How to Make Big Career Decisions a Little Easier
When making career decisions, you'll benefit by breaking the decision down into smaller parts, to help you identify the criteria most important for you. Once you identify your needs, interests, values, and ideals for your work, you will have what you need to evaluate the suitability of your current and potential future jobs.
Getting Started What are the Core Needs you have in order to become fulfilled at work?
Theorists have found that we are born with our Core Needs, and they stay with us throughout our lives. Individuals, either consciously or unconsciously, tend to look for ways to have these needs met. When met, people feel energized and enlivened. When missing, people tend to feel more drained of energy and dissatisfied. Therefore, the extent you can align your Core Needs to your work will enable you to realize greater joy and satisfaction.
Questions you may ask to clarify your own Core Needs include:
1. What do you consider essential in order to be fulfilled at work?
2. What are your most cherished values?
3. In what ways do you prefer to interact with others?
4. How do you like to get your work done?
The outcomes of such questions result in your ability to identify your core needs, values, and preferred approach to your work. Take your responses, and start a list of each need you have, and how important each need is. An example is offered below.
Career Decision Criteria CORE NEEDS ~ RELATIVE IMPORTANCE *Make a significant impact ~ Must Have *Skillful performance ~ Must Have *Variety ~ Must Have *Contextual Thinking ~ Must Have *Ability to take the time necessary to get the best result ~ Must Have
What are your Compelling Interests and Motivations? The second set of questions to ask yourself will help you identify your Compelling Interests and Motivations. Researchers suggest that our interests and motivations tend to stabilize by our mid-twenties, meaning you may experience a bit more change in this area than in your Core Needs. As your career progresses, you're likely to find this area stabilize.

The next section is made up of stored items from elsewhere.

/// Everything the fixture database contains, still unindexed.
pub fn hello_builder() -> nacldbg_core::symbols::DatabaseBuilder
{
    let mut builder = SymbolDatabase::builder();
    builder.add_entry(
        DebugInfoEntry::new(CU, None, dwarf::DW_TAG_compile_unit)
            .with_attribute(dwarf::DW_AT_name, AttributeValue::String("hello.c".into()))
            .with_attribute(dwarf::DW_AT_low_pc, AttributeValue::Unsigned(0x1000))
            .with_attribute(dwarf::DW_AT_high_pc, AttributeValue::Unsigned(0x1060)),
    );
    builder.add_entry(
        DebugInfoEntry::new(MAIN, Some(CU), dwarf::DW_TAG_subprogram)
            .with_outer_scope(Some(CU))
            .with_attribute(dwarf::DW_AT_name, AttributeValue::String("main".into()))
            .with_attribute(dwarf::DW_AT_low_pc, AttributeValue::Unsigned(0x1000))
            .with_attribute(dwarf::DW_AT_high_pc, AttributeValue::Unsigned(0x1040))
            .with_attribute(
                dwarf::DW_AT_frame_base,
                AttributeValue::Bytes(vec![dwarf::DW_OP_call_frame_cfa.0]),
            ),
    );
    builder.add_entry(
        DebugInfoEntry::new(COUNT, Some(MAIN), dwarf::DW_TAG_variable)
            .with_outer_scope(Some(MAIN))
            .with_attribute(dwarf::DW_AT_name, AttributeValue::String("count".into()))
            .with_attribute(dwarf::DW_AT_location, fbreg(0x6c))
            .with_attribute(dwarf::DW_AT_type, AttributeValue::Reference(INT)),
    );
    builder.add_entry(
        DebugInfoEntry::new(BLOCK, Some(MAIN), dwarf::DW_TAG_lexical_block)
            .with_outer_scope(Some(MAIN))
            .with_attribute(dwarf::DW_AT_low_pc, AttributeValue::Unsigned(0x1020))
            .with_attribute(dwarf::DW_AT_high_pc, AttributeValue::Unsigned(0x1030)),
    );
    builder.add_entry(
        DebugInfoEntry::new(INNER, Some(BLOCK), dwarf::DW_TAG_variable)
            .with_outer_scope(Some(BLOCK))
            .with_attribute(dwarf::DW_AT_name, AttributeValue::String("inner".into()))
            .with_attribute(dwarf::DW_AT_location, fbreg(0x68))
            .with_attribute(dwarf::DW_AT_type, AttributeValue::Reference(INT)),
    );
    builder.add_entry(
        DebugInfoEntry::new(HELPER, Some(CU), dwarf::DW_TAG_subprogram)
            .with_outer_scope(Some(CU))
            .with_attribute(dwarf::DW_AT_name, AttributeValue::String("helper".into()))
            .with_attribute(dwarf::DW_AT_low_pc, AttributeValue::Unsigned(0x1040))
            .with_attribute(dwarf::DW_AT_high_pc, AttributeValue::Unsigned(0x1060)),
    );
    builder.add_entry(
        DebugInfoEntry::new(INT, Some(CU), dwarf::DW_TAG_base_type)
            .with_attribute(dwarf::DW_AT_name, AttributeValue::String("int".into()))
            .with_attribute(dwarf::DW_AT_byte_size, AttributeValue::Unsigned(4))
            .with_attribute(
                dwarf::DW_AT_encoding,
                AttributeValue::Unsigned(u64::from(dwarf::DW_ATE_signed.0)),
            ),
    );

    builder.add_scope_transition(0x1000, Some(MAIN));
    builder.add_scope_transition(0x1020, Some(BLOCK));
    builder.add_scope_transition(0x1030, Some(MAIN));
    builder.add_scope_transition(0x1040, Some(HELPER));
    builder.add_scope_transition(0x1060, None);

    builder.add_file(FILE, "hello.c", "/build/src");
    for (start, length, line) in ROWS {
        builder.add_location(SourceLocation {
            start,
            length,
            file: FILE,
            line,
            column: 0,
        });
    }

    // main: push rbp; mov rbp, rsp
    builder.add_call_frame(0x1000);
    builder.add_rule(0x1000, cfa_rule(0x1000, DWARF_RSP, 8));
    builder.add_rule(0x1000, saved_rule(0x1000, DWARF_RIP, -8));
    builder.add_rule(0x1000, cfa_rule(0x1001, DWARF_RSP, 16));
    builder.add_rule(0x1000, saved_rule(0x1001, DWARF_RBP, -16));
    builder.add_rule(0x1000, cfa_rule(0x1004, DWARF_RBP, 16));
    // helper: leaf without a frame
    builder.add_call_frame(0x1040);
    builder.add_rule(0x1040, cfa_rule(0x1040, DWARF_RSP, 8));
    builder.add_rule(0x1040, saved_rule(0x1040, DWARF_RIP, -8));
    builder
}

/// The indexed fixture database.
pub fn hello_database() -> SymbolDatabase
{
    hello_builder().build_indices().unwrap()
}
//! Debug information entries.
//!
//! Entries live in a flat arena inside the symbol database. Parent and
//! outer-scope links are [`EntryKey`]s, never references, so the tree can be
//! navigated in both directions without ownership cycles.

use std::fmt;

use gimli::{constants, DwAt, DwTag};
use smallvec::SmallVec;

/// Globally unique entry key.
///
/// DIE offsets are only unique within a compilation unit, so the unit's
/// index is folded into the upper half: `(unit_index << 32) | unit_offset`.
#[derive(Debug, Clone, Copy, PartialEq, Eq, PartialOrd, Ord, Hash)]
pub struct EntryKey(u64);

impl EntryKey
{
    /// Wrap a raw key.
    #[must_use]
    pub const fn new(raw: u64) -> Self
    {
        Self(raw)
    }

    /// Key for the entry at `offset` inside compilation unit `unit_index`.
    #[must_use]
    pub const fn from_parts(unit_index: u32, offset: u32) -> Self
    {
        Self(((unit_index as u64) << 32) | offset as u64)
    }

    /// Raw value.
    #[must_use]
    pub const fn raw(self) -> u64
    {
        self.0
    }
}

impl fmt::Display for EntryKey
{
    fn fmt(&self, f: &mut fmt::Formatter<'_>) -> fmt::Result
    {
        write!(f, "<{:x}>", self.0)
    }
}

/// Typed attribute value.
#[derive(Debug, Clone, PartialEq, Eq)]
pub enum AttributeValue
{
    /// Addresses, sizes, encodings, line numbers
    Unsigned(u64),
    /// Signed constants
    Signed(i64),
    /// Names and paths
    String(String),
    /// Location expressions and other blocks
    Bytes(Vec<u8>),
    /// Reference to another entry (types, abstract origins, ...)
    Reference(EntryKey),
    /// Offset of a location list
    LocationList(u64),
    /// `DW_FORM_flag` / `DW_FORM_flag_present`
    Flag(bool),
}

impl AttributeValue
{
    /// Unsigned view; signed constants that are non-negative convert too.
    #[must_use]
    pub fn as_unsigned(&self) -> Option<u64>
    {
        match *self {
            Self::Unsigned(value) => Some(value),
            Self::Signed(value) => u64::try_from(value).ok(),
            _ => None,
        }
    }

    /// Signed view.
    #[must_use]
    pub fn as_signed(&self) -> Option<i64>
    {
        match *self {
            Self::Signed(value) => Some(value),
            Self::Unsigned(value) => i64::try_from(value).ok(),
            _ => None,
        }
    }

    #[must_use]
    pub fn as_str(&self) -> Option<&str>
    {
        match self {
            Self::String(value) => Some(value),
            _ => None,
        }
    }

    #[must_use]
    pub fn as_bytes(&self) -> Option<&[u8]>
    {
        match self {
            Self::Bytes(value) => Some(value),
            _ => None,
        }
    }

    #[must_use]
    pub const fn as_reference(&self) -> Option<EntryKey>
    {
        match *self {
            Self::Reference(key) => Some(key),
            _ => None,
        }
    }
}

/// Attribute storage; most entries carry only a handful.
pub type Attributes = SmallVec<[(DwAt, AttributeValue); 6]>;

/// One node of the debug information tree.
#[derive(Debug, Clone, PartialEq, Eq)]
pub struct DebugInfoEntry
{
    /// Unique key
    pub key: EntryKey,
    /// Parent entry, `None` for compilation unit roots
    pub parent: Option<EntryKey>,
    /// `DW_TAG_*`
    pub tag: DwTag,
    /// Nearest enclosing entry that defines a lexical scope
    pub outer_scope: Option<EntryKey>,
    attributes: Attributes,
}

impl DebugInfoEntry
{
    /// Entry without attributes.
    #[must_use]
    pub fn new(key: EntryKey, parent: Option<EntryKey>, tag: DwTag) -> Self
    {
        Self {
            key,
            parent,
            tag,
            outer_scope: None,
            attributes: Attributes::new(),
        }
    }

    /// Builder-style outer scope.
    #[must_use]
    pub const fn with_outer_scope(mut self, outer_scope: Option<EntryKey>) -> Self
    {
        self.outer_scope = outer_scope;
        self
    }

    /// Builder-style attribute.
    #[must_use]
    pub fn with_attribute(mut self, name: DwAt, value: AttributeValue) -> Self
    {
        self.set_attribute(name, value);
        self
    }

    /// Insert or replace an attribute.
    pub fn set_attribute(&mut self, name: DwAt, value: AttributeValue)
    {
        if let Some(slot) = self.attributes.iter_mut().find(|(existing, _)| *existing == name) {
            slot.1 = value;
        } else {
            self.attributes.push((name, value));
        }
    }

    #[must_use]
    pub fn attribute(&self, name: DwAt) -> Option<&AttributeValue>
    {
        self.attributes
            .iter()
            .find(|(existing, _)| *existing == name)
            .map(|(_, value)| value)
    }

    #[must_use]
    pub fn has_attribute(&self, name: DwAt) -> bool
    {
        self.attribute(name).is_some()
    }

    /// Every attribute in insertion order.
    pub fn attributes(&self) -> impl Iterator<Item = &(DwAt, AttributeValue)>
    {
        self.attributes.iter()
    }

    /// `DW_AT_name`.
    #[must_use]
    pub fn name(&self) -> Option<&str>
    {
        self.attribute(constants::DW_AT_name).and_then(AttributeValue::as_str)
    }

    /// `DW_AT_low_pc`.
    #[must_use]
    pub fn low_pc(&self) -> Option<u64>
    {
        self.attribute(constants::DW_AT_low_pc).and_then(AttributeValue::as_unsigned)
    }

    /// `DW_AT_high_pc`, already normalised to an address by the loader.
    #[must_use]
    pub fn high_pc(&self) -> Option<u64>
    {
        self.attribute(constants::DW_AT_high_pc).and_then(AttributeValue::as_unsigned)
    }

    /// `DW_AT_type`.
    #[must_use]
    pub fn type_ref(&self) -> Option<EntryKey>
    {
        self.attribute(constants::DW_AT_type).and_then(AttributeValue::as_reference)
    }

    /// `DW_AT_byte_size`.
    #[must_use]
    pub fn byte_size(&self) -> Option<u64>
    {
        self.attribute(constants::DW_AT_byte_size).and_then(AttributeValue::as_unsigned)
    }

    /// Whether this entry opens a lexical scope of its own.
    #[must_use]
    pub fn is_scope(&self) -> bool
    {
        is_scope_tag(self.tag)
    }

    /// Whether this entry is a nested block (lexical, try or catch).
    #[must_use]
    pub fn is_block(&self) -> bool
    {
        matches!(
            self.tag,
            constants::DW_TAG_lexical_block | constants::DW_TAG_try_block | constants::DW_TAG_catch_block
        )
    }
}

/// Tags whose entries open a lexical scope.
#[must_use]
pub fn is_scope_tag(tag: DwTag) -> bool
{
    matches!(
        tag,
        constants::DW_TAG_compile_unit
            | constants::DW_TAG_subprogram
            | constants::DW_TAG_inlined_subroutine
            | constants::DW_TAG_lexical_block
            | constants::DW_TAG_try_block
            | constants::DW_TAG_catch_block
    )
}
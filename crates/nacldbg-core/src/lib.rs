//! # nacldbg-core
//!
//! Symbolic debugging core for Native Client modules.
//!
//! This crate provides:
//! - A DWARF symbol database built once per module and queried read-only
//!   afterwards ([`symbols::SymbolDatabase`])
//! - Address/source mapping, scopes, variables and type names
//!   ([`symbols::Resolver`])
//! - Breakpoint placement with diagnostics ([`breakpoints::BreakpointLocator`])
//! - CFI-driven stack unwinding and a DWARF location expression interpreter
//!   ([`unwind`])
//! - Run control of a live target through a GDB remote stub
//!   ([`remote::RemoteSession`])
//! - An owned [`DebugSession`] tying the two halves together for an IDE
//!
//! ## Addresses
//!
//! The symbol database works with module-relative `u64` offsets. Everything
//! that talks to the target uses [`types::Address`]; the resolver converts
//! using the module base the stub reports at open time.
//!
//! ## Threads
//!
//! A session is driven from one control thread. The remote session runs one
//! background poller and serialises every operation with it through a single
//! mutex. Events are delivered over channels, never through callbacks, so a
//! listener may call back into the session freely.

pub mod breakpoints;
pub mod config;
pub mod error;
pub mod events;
pub mod ide;
pub mod prelude;
pub mod remote;
pub mod session;
pub mod symbols;
pub mod types;
pub mod unwind;

pub use config::SessionConfig;
// Re-export commonly used types
pub use error::{DebuggerError, Result};
pub use events::{EventBus, SessionEvent};
pub use session::{BreakpointBinding, DebugSession};
pub use types::{Address, Registers, ThreadId};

Identify your Compelling Interests and Motivations by exploring these questions: 1. What kinds of occupations have you always found most interesting? 2. What subjects are most interesting to you? 3. What work activities have you enjoyed the most, and why? 4. What do you find particularly motivating? 5. What do you never grow tired of talking about?
Once you uncover your Compelling Interests and Motivations, you will be able to identify your most compelling occupational themes, interests, and motivating factors that will provide another set of inputs towards your decision.
Career Decision Criteria COMPELLING INTERESTS/MOTIVATIONS ~ RELATIVE IMPORTANCE *Helping others in original, imaginative ways ~ Must Have *Independence ~ Must Have *Writing ~ Must Have
When you're aware of your Core Needs, Compelling Interests, and Motivations, you'll have a much greater ability to weigh various career decisions against this set of criteria that is true to your ideal career qualities.
Of course, the complexity of a career decision doesn't stop there. There are at least three, and possibly numerous additional criteria categories you have for your career. The three aspects we'll cover next are the places where you may find the most change throughout your work life.
What is your preferred work Context? Context has to do with who you serve in your work, who you work with, where you work, and how you work.
To clarify your preferred work place, customers, and coworkers, ask yourself questions such as:
1. Who do you want to serve in your work?
2. What qualities do you value in your coworkers, managers, and workplace?
3. Where do you want to work?
4. When do you want to do your work?
5. How do you define your ideal work day?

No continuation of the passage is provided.